The Katha Upanishad may be regarded as a most appropriate introduction to spiritual life in general. The story with which the Upanishad begins provides the proper foundation for commencing a study of the science of the higher life of man. From the exoteric ritual of the performance of sacrifice and charity by Sage Vajasravasa, the Upanishad takes us to the spiritual longing of the seeker, Nachiketas, which moves along a definite pattern of development. In the movement from the outward liturgy of Vajasravasa to the inner aspiration taken towards the higher consciousness. The second step is the rise from temporal relationships to the universal significance of all things, found in the all-comprehensive Vaisvanara, known also as Hiranyagarbha in its higher manifestation, and as Virat in its lower universal form, represented in the second boon granted by Yama. The third step is the ascent from the universal to the Absolute, which is the third boon asked for by Nachiketas, but most reluctantly granted by yama, after subjecting him to a severe test in the form of supernormal temptations of sense and ego, to which even the best minds cannot but succumb when placed in Favourable circumstances. The Upanishad leads us on to the theme of yoga proper, Yoga is to be understood in the sense of that integral method whereby the individual is attuned to the Supreme Being. It is neither a creed nor a tradition, but the law governing the universe, and made manifest in the conscious activity of every awakened individual. The Upanishad is the basic text of this sublime theme.
The contents of the present book form the theme of the discourses which the Swamiji delivered for seven days during the Sadhana Week held at the Headquarters of the Divine Life Society, in the year 1973, before an audience of seekers of varied endowments and differing capacities on the path of spiritual practice. Hence, the lectures bear, naturally, an informal and personal touch of the teaching style, and this also explains the conversational accent maintained throughout, rather than a stricter form of expression usually associated with a deliberately written text.
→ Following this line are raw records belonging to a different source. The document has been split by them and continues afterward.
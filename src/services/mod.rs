//! Service layer: the queue, resolver, registry, ledger, and pool.

pub mod agent_registry;
pub mod dependency_resolver;
pub mod resource_ledger;
pub mod task_queue;
pub mod terminal_pool;

pub use agent_registry::{AgentRegistry, AgentRegistrySnapshot, TerminateOutcome};
pub use dependency_resolver::DependencyResolver;
pub use resource_ledger::{ResourceLedger, ResourceLedgerSnapshot};
pub use task_queue::{
    CancelDisposition, FailureDisposition, QueueStats, TaskQueueService, TaskQueueSnapshot,
};
pub use terminal_pool::{HealthProbe, PoolStats, TerminalPool};
//! Taskhive CLI entry point.

use clap::Parser;

use taskhive::cli::{handle_error, Cli, Commands};
use taskhive::infrastructure::config::ConfigLoader;
use taskhive::infrastructure::logging;

#[tokio::main]
async fn main() {
    let cli = Cli::parse();

    let config = match &cli.config {
        Some(path) => ConfigLoader::load_from_file(path),
        None => ConfigLoader::load(),
    };
    let config = match config {
        Ok(config) => config,
        Err(err) => handle_error(err, cli.json),
    };

    if let Err(err) = logging::init(&config.logging) {
        handle_error(err, cli.json);
    }

    let result = match cli.command {
        Commands::Run(args) => taskhive::cli::commands::run::execute(args, config, cli.json).await,
        Commands::Config(args) => {
            taskhive::cli::commands::config::execute(args, config, cli.json).await
        }
    };

    if let Err(err) = result {
        handle_error(err, cli.json);
    }
}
The First Discourse starts with the present state of human perception and understanding in its empirical set-up; and explains the exoteric sacrifice (yajna) of Sage Vajasravasa to gain celestial ends; the query of Nachiketas; the meeting of Nachiketas and yama, the Lord of Death; the three boons Nachiketas requested for; the temptations on the was; the persistence of the seeking soul; the distinction between the pleasant and the good in world-experience.
The Second Discourse explains the meaning of the pleasant and the ultimate good; the error involved in the desire for pleasant sensations of the body and the ego; the point concerning life here and hereafter; the patter of world-experience as analysed; the spiritual import of the Upanishad teaching; the three stages of the mystic ascent of the soul outlined in the three boons offered to Nachiketas.
The Third Discourse points out the disciplines that are necessary for the pursuit of the Inner Life; the need for a spiritual guide; the nature of the higher knowledge; the seven stages of meditation on Reality; the characteristics of the final goal of life.
The Fourth Discourse Delineates the super-logical nature of Reality and its knowledge; the methods of yoga described through the analogy of the chariot of the human individuality in its relation to Reality, as the most practical part of the whole exercise of spiritual endeavour; the difficulties on the path; the subtleties of the Inner Say of the Spirit.
The Fifth Discourse investigates the intellectual processes in sensation, perception and cognition's the techniques of abstraction, concentration and meditation; the nature and experience of the merger of the individual in the Universal.
The Sixth Discourse expounds the glorious march of the soul along the path to the Absolute; the higher yoga of the Consciousness and its supernal attainments.
The Seventh Discourse clinches the mystery of life and death; and the methods of communion with the Supreme Being.
We are confident the students of philosophy and yoga will find, on a close study, that one rarely does come across a presentation to be placed in one's hands in which the fire of the soul burns so brightly through its pages.